基本的に、白内障手術を受けることができるかどうか、という決定に緑内障の有無は関係ありません。
ただ、緑内障の治療薬の中で、白内障の術後には使用が禁忌となっている薬にエイベリスという比較的新しい点眼薬がありますので、この薬を使用中の方は、術後点眼薬を変更する必要があります。
緑内障点眼薬の中で、現在ファーストチョイスとされている、プロスタグランディン系の薬の中で最新の薬がこのエイベリスです。

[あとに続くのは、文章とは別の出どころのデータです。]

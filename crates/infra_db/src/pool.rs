//! Database connection pool management

use sqlx::postgres::{PgPool, PgPoolOptions};
use std::time::Duration;
use tracing::info;

use crate::error::DatabaseError;

/// Type alias for the PostgreSQL connection pool
pub type DatabasePool = PgPool;

/// Connection settings for the billing database
#[derive(Debug, Clone)]
pub struct DatabaseConfig {
    /// PostgreSQL connection string
    pub url: String,
    /// Upper bound on pooled connections
    pub max_connections: u32,
    /// Connections kept warm
    pub min_connections: u32,
    /// How long to wait for a connection before giving up
    pub connect_timeout: Duration,
}

impl DatabaseConfig {
    /// Settings for the given connection string, with pool defaults
    pub fn new(url: impl Into<String>) -> Self {
        Self {
            url: url.into(),
            max_connections: 10,
            min_connections: 2,
            connect_timeout: Duration::from_secs(30),
        }
    }

    pub fn max_connections(mut self, max: u32) -> Self {
        self.max_connections = max;
        self
    }

    pub fn min_connections(mut self, min: u32) -> Self {
        self.min_connections = min;
        self
    }

    pub fn connect_timeout(mut self, timeout: Duration) -> Self {
        self.connect_timeout = timeout;
        self
    }

    /// Opens the connection pool
    ///
    /// # Errors
    ///
    /// Returns `DatabaseError::ConnectionFailed` when the database cannot
    /// be reached within the configured timeout.
    pub async fn connect(self) -> Result<DatabasePool, DatabaseError> {
        info!(
            max_connections = self.max_connections,
            min_connections = self.min_connections,
            "Opening database pool"
        );

        let pool = PgPoolOptions::new()
            .max_connections(self.max_connections)
            .min_connections(self.min_connections)
            .acquire_timeout(self.connect_timeout)
            .connect(&self.url)
            .await
            .map_err(|e| DatabaseError::ConnectionFailed(e.to_string()))?;

        info!("Database pool ready");
        Ok(pool)
    }
}

/// Applies pending schema migrations
///
/// Migrations are embedded at build time from the crate's `migrations/`
/// directory.
pub async fn run_migrations(pool: &DatabasePool) -> Result<(), DatabaseError> {
    info!("Running database migrations");
    sqlx::migrate!("./migrations")
        .run(pool)
        .await
        .map_err(|e| DatabaseError::MigrationFailed(e.to_string()))?;
    info!("Database schema up to date");
    Ok(())
}
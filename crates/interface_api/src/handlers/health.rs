//! Health handlers

use axum::{http::StatusCode, Json};
use serde::Serialize;

#[derive(Debug, Serialize)]
pub struct HealthResponse {
    pub status: &'static str,
}

/// Liveness probe
pub async fn health_check() -> Json<HealthResponse> {
    Json(HealthResponse { status: "ok" })
}

/// Readiness probe
pub async fn readiness_check() -> (StatusCode, Json<HealthResponse>) {
    (StatusCode::OK, Json(HealthResponse { status: "ready" }))
}
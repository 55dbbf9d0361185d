//! Campus Billing - API Server Binary
//!
//! Starts the HTTP API for the billing ledger: loads configuration,
//! connects to PostgreSQL, applies migrations, wires the domain services
//! over the database adapters, and serves until interrupted.
//!
//! # Usage
//!
//! ```bash
//! cargo run --bin billing-api
//! ```
//!
//! # Environment Variables
//!
//! * `API_HOST` / `API_PORT` - Bind address (default: 0.0.0.0:8080)
//! * `API_JWT_SECRET` - JWT signing secret (change it in production)
//! * `API_JWT_EXPIRATION_SECS` - Token lifetime (default: 3600)
//! * `DATABASE_URL` or `API_DATABASE_URL` - PostgreSQL connection string
//! * `API_CURRENCY` - Ledger currency code (default: KES)
//! * `API_EVENT_TIMEOUT_MS` - Event delivery timeout (default: 2000)
//! * `API_LOG_LEVEL` - trace, debug, info, warn, error (default: info)

use std::net::SocketAddr;
use std::sync::Arc;

use tokio::net::TcpListener;
use tokio::signal;
use tracing_subscriber::{layer::SubscriberExt, util::SubscriberInitExt, EnvFilter};

use domain_billing::ports::TracingEventSink;
use infra_db::{run_migrations, DatabaseConfig, PgLedgerStore, PgStudentDirectory};
use interface_api::{config::ApiConfig, create_router, AppState};

#[tokio::main]
async fn main() -> anyhow::Result<()> {
    dotenvy::dotenv().ok();

    let config = load_config();
    init_tracing(&config.log_level);

    tracing::info!(
        host = %config.host,
        port = %config.port,
        currency = %config.currency,
        "Starting Campus Billing API Server"
    );

    let pool = DatabaseConfig::new(config.database_url.clone())
        .connect()
        .await?;
    run_migrations(&pool).await?;

    let state = AppState::new(
        Arc::new(PgLedgerStore::new(pool.clone())),
        Arc::new(PgStudentDirectory::new(pool)),
        Arc::new(TracingEventSink),
        config.clone(),
    );

    let addr: SocketAddr = config.server_addr().parse()?;
    let listener = TcpListener::bind(addr).await?;
    tracing::info!(%addr, "Server listening");

    axum::serve(listener, create_router(state))
        .with_graceful_shutdown(shutdown_signal())
        .await?;

    tracing::info!("Server shutdown complete");
    Ok(())
}

/// Reads configuration from the environment, falling back to individual
/// variables and then to defaults.
fn load_config() -> ApiConfig {
    ApiConfig::from_env().unwrap_or_else(|_| {
        let defaults = ApiConfig::default();
        ApiConfig {
            host: std::env::var("API_HOST").unwrap_or(defaults.host),
            port: parsed_env("API_PORT").unwrap_or(defaults.port),
            jwt_secret: std::env::var("API_JWT_SECRET").unwrap_or(defaults.jwt_secret),
            jwt_expiration_secs: parsed_env("API_JWT_EXPIRATION_SECS")
                .unwrap_or(defaults.jwt_expiration_secs),
            database_url: std::env::var("DATABASE_URL")
                .or_else(|_| std::env::var("API_DATABASE_URL"))
                .unwrap_or(defaults.database_url),
            currency: parsed_env("API_CURRENCY").unwrap_or(defaults.currency),
            event_timeout_ms: parsed_env("API_EVENT_TIMEOUT_MS")
                .unwrap_or(defaults.event_timeout_ms),
            log_level: std::env::var("API_LOG_LEVEL")
                .or_else(|_| std::env::var("RUST_LOG"))
                .unwrap_or(defaults.log_level),
        }
    })
}

fn parsed_env<T: std::str::FromStr>(name: &str) -> Option<T> {
    std::env::var(name).ok().and_then(|value| value.parse().ok())
}

/// Sets up structured logging with an env-filter.
fn init_tracing(log_level: &str) {
    let filter = EnvFilter::try_from_default_env()
        .or_else(|_| EnvFilter::try_new(log_level))
        .unwrap_or_else(|_| EnvFilter::new("info"));

    tracing_subscriber::registry()
        .with(filter)
        .with(tracing_subscriber::fmt::layer().with_target(true))
        .init();
}

/// Resolves when the process is asked to stop (Ctrl+C or SIGTERM), so
/// in-flight requests get to finish before the listener closes.
async fn shutdown_signal() {
    #[cfg(unix)]
    {
        let mut sigterm = signal::unix::signal(signal::unix::SignalKind::terminate())
            .expect("Failed to install SIGTERM handler");

        tokio::select! {
            _ = signal::ctrl_c() => tracing::info!("Received Ctrl+C, shutting down"),
            _ = sigterm.recv() => tracing::info!("Received SIGTERM, shutting down"),
        }
    }

    #[cfg(not(unix))]
    {
        signal::ctrl_c()
            .await
            .expect("Failed to install Ctrl+C handler");
        tracing::info!("Received Ctrl+C, shutting down");
    }
}
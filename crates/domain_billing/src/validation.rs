//! Boundary validation
//!
//! Explicit validation functions returning typed errors. Every operation
//! validates its input here before touching the store, so a rejected
//! request never leaves partial state behind.

use core_kernel::{Actor, Currency, Money, Role, Term};

use crate::error::BillingError;
use crate::invoice::FeeItem;

/// Requires the admin role for a billing operation
pub fn require_admin(actor: &Actor, operation: &str) -> Result<(), BillingError> {
    if !actor.has_role(Role::Admin) {
        return Err(BillingError::access_denied(operation));
    }
    Ok(())
}

/// Validates a payment amount
pub fn validate_payment_amount(amount: Money) -> Result<Money, BillingError> {
    if !amount.is_positive() {
        return Err(BillingError::validation_field(
            format!("Payment amount must be positive, got {amount}"),
            "amount",
        ));
    }
    Ok(amount)
}

/// Validates fee items and returns their total
///
/// Items must be non-empty, named, positively priced, and in the ledger's
/// currency; the total must come out positive.
pub fn validate_fee_items(items: &[FeeItem], currency: Currency) -> Result<Money, BillingError> {
    if items.is_empty() {
        return Err(BillingError::validation_field(
            "At least one fee item is required",
            "items",
        ));
    }

    let mut total = Money::zero(currency);
    for (index, item) in items.iter().enumerate() {
        if item.name.trim().is_empty() {
            return Err(BillingError::validation_field(
                format!("Fee item {index} is missing a name"),
                "items",
            ));
        }
        if item.amount.currency() != currency {
            return Err(BillingError::validation_field(
                format!(
                    "Fee item '{}' is in {}, expected {}",
                    item.name,
                    item.amount.currency(),
                    currency
                ),
                "items",
            ));
        }
        if !item.amount.is_positive() {
            return Err(BillingError::validation_field(
                format!(
                    "Fee item '{}' must have a positive amount, got {}",
                    item.name, item.amount
                ),
                "items",
            ));
        }
        total = total.checked_add(&item.amount)?;
    }

    if !total.is_positive() {
        return Err(BillingError::validation_field(
            "Total fees must be positive",
            "items",
        ));
    }

    Ok(total)
}

/// Validates an academic year
pub fn validate_year(year: i32) -> Result<i32, BillingError> {
    Term::validate_year(year)
        .map_err(|err| BillingError::validation_field(err.to_string(), "year"))
}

正確には、プロスタグランディン系とは若干異なる作用機序ではありますが、大きなグループ分けではプロスタグランディン系受容体に作動する薬です。
プロスタグランディン系の緑内障薬は、眼圧の降下作用はシャープですが、困った副作用として、瞼の黒ずみ 多毛 ほれ込み(奥目) 等外観にかかわるものがあります。
エイベリスは、こういった副作用の出現頻度はかなり低い ほとんど出ないため、片眼だけの点眼の方や、そういった副作用が出やすい方(この副作用の出方は、個人差や点眼の仕方によってだいぶ差があります)にとっては、喜ばしい薬となっています。
ただ残念なことに、多数ある緑内障治療薬の中で、このエイベリスだけは、白内障術後の方に処方してはいけない禁忌薬となっています。
他に選択できる薬は多くありますし、プロスタグランディン系以外の薬の選択も考慮に入れ、コントロールを続けることは大切です。
緑内障の中でも、隅角が狭くて発症する狭隅角緑内障 または、緑内障はまだ発症していないけれど、急性緑内障発作を未然に予防するためには、むしろ白内障手術は良い選択となることがあります。
時に、緑内障になっているので白内障にならないと思っている方や、白内障手術をすると緑内障や視野の欠損も改善すると思っている方もいると聞きますが、残念ながら病気の成り立ちが全然違いますので、緑内障の症状は白内障の術後も変化はありません。